That day, all roads, it seemed, were leading to Morse, and I went along with the traffic.

‘And don’t you bother your head – I’ll ring Pagan.’

‘Today, perhaps?’ she suggested quietly, as I took my coffee, took the two books, and walked back to an empty lounge.

 PART TWO

When I rang the college to track down Morse, the solitary porter said that they wouldn’t be open again until the 27th. At least Morse had not lied there. ‘Oh dear! It’s Mr Morse I was hoping to . . .’

The porter interrupted me. ‘I think I may know where he is, sir.’

I, too, thought I knew where he was. And indeed, when I got down into Oxford, he was there, seated in the main bar of The Randolph, doing The Times crossword, with an almost empty glass of beer in front of him, alongside a completely empty tumbler of what (I didn’t doubt) had been a whisky chaser.

He looked up at me: ‘Philip!’ He pointed to the glasses: ‘You’re just in time to replenish things. Make the Glenfiddich a large one, please.’

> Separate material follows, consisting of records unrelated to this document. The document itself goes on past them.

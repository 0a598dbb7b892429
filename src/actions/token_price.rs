//! GET_SOLANA_TOKEN_PRICE action implementation.

use async_trait::async_trait;
use chrono::{DateTime, Utc};
use serde_json::json;

use super::MoralisAction;
use crate::client::MoralisClient;
use crate::error::Result;
use crate::format::{format_change, format_quote_price, format_token_amount, NOT_AVAILABLE};
use crate::params::TokenAddressParams;
use crate::prompts::TOKEN_ADDRESS_TEMPLATE;
use crate::types::{ActionDefinition, ActionExample, FormattedResult, Payload, TokenPrice};

static DEFINITION: ActionDefinition = ActionDefinition {
    name: "GET_SOLANA_TOKEN_PRICE",
    similes: &[
        "CHECK_SOLANA_TOKEN_PRICE",
        "SOLANA_TOKEN_PRICE",
        "GET_SOL_TOKEN_PRICE",
        "TOKEN_PRICE_SOLANA",
    ],
    description: "Get the current USD and native price of a Solana token by its mint address.",
    template: TOKEN_ADDRESS_TEMPLATE,
    required_fields: &["tokenAddress"],
    missing_hint: "I need a valid Solana token address to look up its price. Please provide one.",
    subject: "token price",
    examples: &[ActionExample {
        user: "Get current price of Solana token 6Rwcmkz9yiYVM5EzyMcr4JsQPGEAWhcUvLvfBperYnUt",
        agent: "Let me check the current price of that token.",
    }],
};

/// Current price of a Solana token.
pub struct TokenPriceAction;

#[async_trait]
impl MoralisAction for TokenPriceAction {
    type Params = TokenAddressParams;
    type Response = Payload<TokenPrice>;

    fn definition(&self) -> &'static ActionDefinition {
        &DEFINITION
    }

    async fn fetch(
        &self,
        client: &MoralisClient,
        params: &TokenAddressParams,
        _now: DateTime<Utc>,
    ) -> Result<Payload<TokenPrice>> {
        client.get_token_price(&params.token_address).await
    }

    fn format(&self, params: &TokenAddressParams, response: &Payload<TokenPrice>) -> FormattedResult {
        format_token_price(&params.token_address, response)
    }
}

pub fn format_token_price(token_address: &str, price: &Payload<TokenPrice>) -> FormattedResult {
    let content = json!({
        "tokenAddress": token_address,
        "price": price,
    });

    let Some(usd_price) = price.usd_price else {
        return FormattedResult {
            text: format!("No price data is available for token {token_address}."),
            content,
        };
    };

    let mut lines = vec![
        format!("Price information for token {token_address}:"),
        format!("USD Price: ${}", format_quote_price(usd_price)),
    ];

    if let Some(native) = &price.native_price {
        if let Some(value) = &native.value {
            let amount = match u32::try_from(native.decimals.unwrap_or(0)) {
                Ok(decimals) => format_token_amount(value, decimals),
                Err(_) => value.clone(),
            };
            let symbol = native.symbol.as_deref().unwrap_or("");
            lines.push(format!("Native Price: {amount} {symbol}").trim_end().to_string());
        }
    }

    if let Some(change) = price.usd_price_24hr_percent_change {
        lines.push(format!("24h Change: {}", format_change(change)));
    }

    let exchange = price.exchange_name.as_deref().unwrap_or(NOT_AVAILABLE);
    match &price.exchange_address {
        Some(address) => lines.push(format!("Exchange: {exchange} ({address})")),
        None => lines.push(format!("Exchange: {exchange}")),
    }

    if let Some(pair) = &price.pair_address {
        lines.push(format!("Pair: {pair}"));
    }

    FormattedResult {
        text: lines.join("\n"),
        content,
    }
}

#[cfg(test)]
mod tests {
    use super::*;
    use crate::types::NativePrice;
    use pretty_assertions::assert_eq;

    const TOKEN: &str = "6Rwcmkz9yiYVM5EzyMcr4JsQPGEAWhcUvLvfBperYnUt";

    #[test]
    fn test_action_metadata() {
        let definition = TokenPriceAction.definition();
        assert_eq!(definition.name, "GET_SOLANA_TOKEN_PRICE");
        assert!(!definition.description.is_empty());
        assert!(!definition.similes.is_empty());
        assert_eq!(definition.required_fields, &["tokenAddress"]);
    }

    #[test]
    fn test_format_token_price() {
        let price = Payload::from_data(TokenPrice {
            usd_price: Some(1.234567),
            native_price: Some(NativePrice {
                value: Some("1000000000".to_string()),
                decimals: Some(9),
                name: Some("Wrapped Solana".to_string()),
                symbol: Some("SOL".to_string()),
            }),
            exchange_name: Some("Raydium".to_string()),
            exchange_address: Some("ExAddr".to_string()),
            ..Default::default()
        });

        let result = format_token_price(TOKEN, &price);
        assert_eq!(
            result.text,
            format!(
                "Price information for token {TOKEN}:\nUSD Price: $1.234567\nNative Price: 1 SOL\nExchange: Raydium (ExAddr)"
            )
        );
        assert_eq!(result.content["price"]["usdPrice"], 1.234567);
        assert_eq!(result.content["tokenAddress"], TOKEN);
    }

    #[test]
    fn test_format_zero_price() {
        let price = Payload::from_data(TokenPrice {
            usd_price: Some(0.0),
            usd_price_24hr_percent_change: Some(0.0),
            ..Default::default()
        });
        let text = format_token_price(TOKEN, &price).text;
        assert!(text.contains("USD Price: $0.0000"));
        assert!(text.contains("24h Change: 0.00%"));
        assert!(text.contains("Exchange: N/A"));
    }

    #[test]
    fn test_format_missing_price() {
        let result = format_token_price(TOKEN, &Payload::from_data(TokenPrice::default()));
        assert_eq!(
            result.text,
            format!("No price data is available for token {TOKEN}.")
        );
    }

    #[test]
    fn test_content_keeps_api_body() {
        let body = json!({
            "usdPrice": "0.000012345678901234567890",
            "usdPriceFormatted": "0.0000123"
        });
        let price = Payload::<TokenPrice>::from_value(body.clone()).unwrap();

        let result = format_token_price(TOKEN, &price);
        assert!(result.text.contains("USD Price: $0.000012"));
        assert_eq!(result.content["price"], body);
        assert_eq!(result.content["price"]["usdPrice"], "0.000012345678901234567890");
        assert_eq!(result.content["price"]["usdPriceFormatted"], "0.0000123");
    }

    #[test]
    fn test_native_price_with_oversized_decimals() {
        let price = Payload::<TokenPrice>::from_value(json!({
            "usdPrice": 1.5,
            "nativePrice": { "value": "123456", "decimals": 4294967305u64, "symbol": "SOL" }
        }))
        .unwrap();

        let text = format_token_price(TOKEN, &price).text;
        assert!(text.contains("Native Price: 123456 SOL"));
    }
}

With a half-pint of beer for myself, I sat opposite him at the round, glass-topped table, and told him simply and succinctly that Mrs Lloyd wanted to see him, adding only that there was no great rush because she was going to have a bath and a lie-down for a while.

Morse’s eyes gleamed as he took a swallow of Scotch: ‘Lovely stuff! On Olympus they used to call it nectar, you know.’

‘Really?’ ‘Lovely thought, too  –  Helen in bed! She once told me she always slept in the altogether.’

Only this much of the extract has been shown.